Dalle acciaierie al blog sul call center

«Amo il lavoro; mi affascina. Posso star seduto a guardarlo. Adoro tenermelo vicino; l’idea di liberarmene mi spezza il cuore». Se Jerome K. Jerome avesse scritto Tre uomini in barca - il romanzo da cui è tratta questa massima - in Italia nell’età dell’Acciaio, editor, agenti e altri attori del mondo editoriale avrebbero storto il naso. Ma la sconfitta allo Strega di Silvia Avallone ha scongiurato la corsa all’emulazione e all’omologazione... Forse. Ci siamo risparmiati l’inventario dei beni prodotti dall’industria pesante come fonte di ispirazione per titoli e trame? I romanzi fatti con lo stampo? La letteratura industriale nel senso di fatta in serie?
Metti insieme il romanzo di formazione, un po’ di scene saffico-pruriginose, il grande stabilimento dal futuro incerto, le case popolari di via Stalingrado, un po’ di immigrati, un incidente sul lavoro capitato a uno dei protagonisti, lo sciupafemmine del gruppo, e il successo è assicurato: queste in sintesi le ragioni dei detrattori di Acciaio. E ancora: che ne sa l’Avallone di come si vive e si muore in una grande fabbrica? Il linguaggio e le situazioni narrative non sono credibili e così via.

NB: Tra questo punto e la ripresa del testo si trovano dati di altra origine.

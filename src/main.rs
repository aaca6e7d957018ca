//! gsv-console - terminal console for GPT-SoVITS training
//!
//! Starts training jobs on a remote service and tails their logs.

use std::io::{self, Stdout};
use std::path::PathBuf;
use std::sync::Arc;
use std::time::Duration;

use clap::Parser;
use color_eyre::Result;
use eyre::WrapErr;
use crossterm::terminal::{disable_raw_mode, enable_raw_mode, EnterAlternateScreen, LeaveAlternateScreen};
use gsv_console::app::{App, AppConfig};
use gsv_console::client::http::DEFAULT_API_ENDPOINT;
use gsv_console::client::{GptTrainingRequest, HttpFetchClient, SovitsTrainingRequest, TrainingRequest, DEFAULT_MAX_LINES};
use gsv_console::event::EventHandler;
use gsv_console::logging;
use gsv_console::state::ModelVersion;
use ratatui::backend::CrosstermBackend;
use ratatui::Terminal;
use tracing::info;

#[derive(Debug, Parser)]
#[command(name = "gsv-console", version, about = "Start GPT-SoVITS training jobs and tail their logs")]
struct Args {
    /// Base URL of the training service
    #[arg(long, env = "GSV_API_ENDPOINT", default_value = DEFAULT_API_ENDPOINT)]
    api_endpoint: String,

    /// Seconds between log polls of the selected job
    #[arg(long, default_value_t = 5)]
    poll_interval: u64,

    /// Lines requested per log fetch
    #[arg(long, default_value_t = DEFAULT_MAX_LINES)]
    max_lines: u32,

    /// Seconds calls are suppressed after repeated failures
    #[arg(long, default_value_t = 15)]
    cooldown: u64,

    /// Consecutive failures that trigger a cooldown
    #[arg(long, default_value_t = 3)]
    failure_threshold: u32,

    /// UI refresh tick in milliseconds
    #[arg(long, default_value_t = 250)]
    tick_rate_ms: u64,

    /// Where diagnostics are written
    #[arg(long, env = "GSV_LOG_FILE", default_value = "gsv-console.log")]
    log_file: PathBuf,

    /// Start SoVITS training for this experiment
    #[arg(long, value_name = "NAME")]
    sovits: Option<String>,

    /// Start GPT training for this experiment
    #[arg(long, value_name = "NAME")]
    gpt: Option<String>,

    /// Model version for jobs started from the command line
    #[arg(long, default_value = "v2")]
    model_version: ModelVersion,

    /// Pretrained SoVITS generator
    #[arg(long)]
    pretrained_s2g: Option<String>,

    /// Pretrained SoVITS discriminator
    #[arg(long)]
    pretrained_s2d: Option<String>,

    /// Pretrained GPT weights
    #[arg(long)]
    pretrained_s1: Option<String>,
}

impl Args {
    fn config(&self) -> AppConfig {
        AppConfig {
            api_endpoint: self.api_endpoint.clone(),
            log_poll_interval: Duration::from_secs(self.poll_interval),
            max_lines: self.max_lines,
            cooldown: Duration::from_secs(self.cooldown),
            failure_threshold: self.failure_threshold,
            tick_rate_ms: self.tick_rate_ms,
            log_file: self.log_file.clone(),
        }
    }

    fn training_requests(&self) -> Vec<TrainingRequest> {
        let mut requests = Vec::new();
        if let Some(name) = &self.sovits {
            let mut request = SovitsTrainingRequest::new(name);
            request.version = self.model_version;
            if let Some(path) = &self.pretrained_s2g {
                request.pretrained_s2g = path.clone();
            }
            if let Some(path) = &self.pretrained_s2d {
                request.pretrained_s2d = path.clone();
            }
            requests.push(TrainingRequest::Sovits(request));
        }
        if let Some(name) = &self.gpt {
            let mut request = GptTrainingRequest::new(name);
            request.version = self.model_version;
            if let Some(path) = &self.pretrained_s1 {
                request.pretrained_s1 = path.clone();
            }
            requests.push(TrainingRequest::Gpt(request));
        }
        requests
    }
}

#[tokio::main(flavor = "current_thread")]
async fn main() -> Result<()> {
    color_eyre::install()?;
    let args = Args::parse();
    let config = args.config();
    logging::init(&config.log_file)?;
    info!(endpoint = %config.api_endpoint, "starting gsv-console");

    let client = Arc::new(
        HttpFetchClient::new(config.api_endpoint.clone()).wrap_err("failed to build the HTTP client")?,
    );
    let mut events = EventHandler::new(config.tick_rate());
    let mut app = App::new(config, client);
    for request in args.training_requests() {
        app.launch(request);
    }

    let mut terminal = setup_terminal()?;
    let result = app.run(&mut terminal, &mut events).await;
    restore_terminal(&mut terminal)?;

    result
}

fn setup_terminal() -> Result<Terminal<CrosstermBackend<Stdout>>> {
    enable_raw_mode()?;
    crossterm::execute!(io::stdout(), EnterAlternateScreen)?;
    Ok(Terminal::new(CrosstermBackend::new(io::stdout()))?)
}

fn restore_terminal(terminal: &mut Terminal<CrosstermBackend<Stdout>>) -> Result<()> {
    disable_raw_mode()?;
    crossterm::execute!(terminal.backend_mut(), LeaveAlternateScreen)?;
    terminal.show_cursor()?;
    Ok(())
}
//! The set of training jobs the console is tracking.

use std::collections::HashMap;

use chrono::Utc;
use itertools::Itertools;
use tokio::time::Instant;
use tracing::info;

use crate::error::ConsoleError;
use crate::monitor::Poller;
use crate::state::{ActiveJob, JobKey, JobStart, JobStatus, LogStore};

/// Owns every [`ActiveJob`]; registration and removal cascade into the
/// [`LogStore`] and the [`Poller`].
pub struct JobRegistry {
    jobs: HashMap<JobKey, Tracked>,
    store: LogStore,
    poller: Poller,
    next_seq: u64,
}

struct Tracked {
    job: ActiveJob,
    /// Registration order, breaks ties between equal start instants.
    seq: u64,
}

impl JobRegistry {
    pub fn new(store: LogStore, poller: Poller) -> Self {
        Self {
            jobs: HashMap::new(),
            store,
            poller,
            next_seq: 0,
        }
    }

    /// Track a job whose start the launcher reported as successful.
    ///
    /// The key is validated before anything is touched. Registering a key
    /// that is already tracked replaces the job record but keeps the log
    /// buffers, since they read the same server-side logs.
    pub fn register_job(&mut self, start: JobStart) -> Result<ActiveJob, ConsoleError> {
        let key = start.key()?;
        let job = ActiveJob {
            key: key.clone(),
            process_id: start.process_id,
            status: JobStatus::Running,
            log_refs: start.log_refs,
            started_at: Instant::now(),
            started_wall: Utc::now(),
        };

        self.store.ensure(&key);
        self.next_seq += 1;
        let replaced = self
            .jobs
            .insert(
                key.clone(),
                Tracked {
                    job: job.clone(),
                    seq: self.next_seq,
                },
            )
            .is_some();

        info!(job = %key, pid = ?job.process_id, replaced, "registered training job");
        Ok(job)
    }

    /// Stop tracking `key`. Deselects it first if it is being polled, then
    /// purges its logs.
    pub fn remove_job(&mut self, key: &JobKey) -> Option<ActiveJob> {
        if self.poller.selected().as_ref() == Some(key) {
            self.poller.deselect();
        }
        self.store.purge(key);

        let removed = self.jobs.remove(key).map(|tracked| tracked.job);
        if removed.is_some() {
            info!(job = %key, "removed training job");
        }
        removed
    }

    /// All tracked jobs, most recently started first.
    pub fn list_jobs(&self) -> Vec<ActiveJob> {
        self.jobs
            .values()
            .sorted_by(|a, b| (b.job.started_at, b.seq).cmp(&(a.job.started_at, a.seq)))
            .map(|tracked| tracked.job.clone())
            .collect()
    }

    pub fn len(&self) -> usize {
        self.jobs.len()
    }

    pub fn is_empty(&self) -> bool {
        self.jobs.is_empty()
    }
}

Ma se ci si limitasse al vissuto dello scrittore, saremmo fermi a un altro luogo comune narrativo: quello dei call center. Va bene imitare il cliché dell’apprendista scrittore americano che fa mille mestieri prima di emergere ma senza faticare troppo. Dunque il terziario è perfetto... Isbn ha appena ristampato Il mondo deve sapere, di Michela Murgia, tratto dal blog dove l’autrice raccontava l'esperienza di venditrice telefonica dell’aspirapolvere Kirby.
«Iniziamo a dire cosa c’è che mi suona male in questo libro», scrive tale “Mau” di Codogno come commento nel book-shop virtuale Ibs.com., «Non il fatto che sia nato come un blog che poi è stato cancellato in seguito alla pubblicazione: chissenefrega... Quello che è strano è la chiusura brusca della storia, e i veri motivi per cui una persona con studi di teologia (vedi terza di copertina) abbia fatto prima la callcenterista e poi la receptionist». Parafrasando Marquez, lavorare per raccontarla è lecito?
«Scrivere del lavoro è diventata una moda letteraria o è ancora un’urgenza civile e sociale?» Paolo Chirumbolo, docente universitario negli Stati Uniti sta preparando per Manni un saggio sull’argomento e lo chiede a una serie di scrittori, tra cui la Murgia che in anticipo rispetto al libro ha pubblicato l’intervista sul proprio blog. Dove non difende a spada tratta la corrente letteraria dei giuslavoristi, i precari della penna, ma si toglie un bel po’ di sassolini dalla scarpa e li scaglia in tutte le direzioni: dall’ex ministro Tiziano Treu, a Paolo Virzì che dal libro ha tratto il film Tutta la vita davanti: «La cultura come luogo di delega dell’impegno, del disagio, della critica, soprattutto della rabbia, è una forma molto subdola di controllo sociale, perché castra il potere caotico di consapevolezze che, senza rappresentanti organici al controllo, possono sovvertire lo status quo in modi altrimenti imprevedibili». E ancora: «Tutta la vita davanti è l’esempio perfetto di come in piena campagna elettorale si possa rendere innocuo un tema di forte frizione sociale come il precariato con il semplice uso di una macchina da presa».
Altro fronte è quello della pizza. Qualche mese fa Einaudi Stile Libero ha pubblicato Prove di felicità a Roma Est, dove Roan Johnson racconta il lavoro come pony express per una pizzeria periferica, la sbandata per la nordafricana Samia... Mentre Cristiano Cavina, autore di I frutti dimenticati (Marcos y Marcos), ha inviato al blog scrittorincausa.splinder.com una lettera in cui si dissocia dagli autori Einaudi che protestano contro la legge bavaglio (sarebbe, secondo lui, più coerente se cambiassero editore rimettendoci visibilità e soldi) e rivendica la libertà che il mestiere di pizzaiolo gli consente: «Io sono un pizzaiolo.

Io non voglio essere uno scrittore, io sono un narratore, e non voglio fare niente per cui qualcuno possa dirmi di essere uno scrittore nel senso che ha preso ultimamente questa parola. Sembra quasi uno status symbol, un orologio di lusso da mettersi al polso i giorni di festa».
Che dire del rapporto tra pizza e letteratura?